LAST SEPTEMBER, Marsha and I had the opportunity to see the Broadway production of To Kill a Mockingbird. The play was a rendition of Harper Lee’s book that many, as I did, read in high school. As you may recall, the plot takes place in a small Alabama town that is suffering through the Great Depression. The main character, Atticus, is a prominent attorney who is widowed and has two children. Atticus defends an African American man who is falsely accused of sexually assaulting a young Caucasian woman. He confronts the racism and prejudice that is exemplified and threaded into the fabric of his community.
 
Atticus is characterized with absolute consistency. He is a person of high ethical standards and integrity. In spite of the rejection and threats that both he and his children face, he is committed to seeing that justice is served.

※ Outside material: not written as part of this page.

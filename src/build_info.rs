//! Package and toolchain versions captured at build time
#![allow(dead_code)]

include!(concat!(env!("OUT_DIR"), "/built.rs"));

In spite of how horribly he is treated, he works to teach his children to seek out what is good in people, not to judge, and to forgive what is bad. He upheld a commitment to principled truth even when he and his children were rejected and ostracized.
 
The Bible tells us that God accepts us and welcomes us in spite of our sinful nature. When Jesus walked the earth, he was a perfect example of accepting and loving others. Jesus, to the dismay of the Scribes and Pharisees showed overwhelming love and mercy to the underserved and judged. He accepted and loved even his persecutors.
 
Atticus did not reject those that worked to harm him. He worked to maintain an unconditional acceptance of them while not relinquishing his principles. Jesus told us to welcome and show love to all in spite of our differences, and in humility share the riches of God’s Grace while proclaiming the truth of the Gospel.
 
Our church is to be a place where the love of Jesus is proclaimed and where all are welcomed.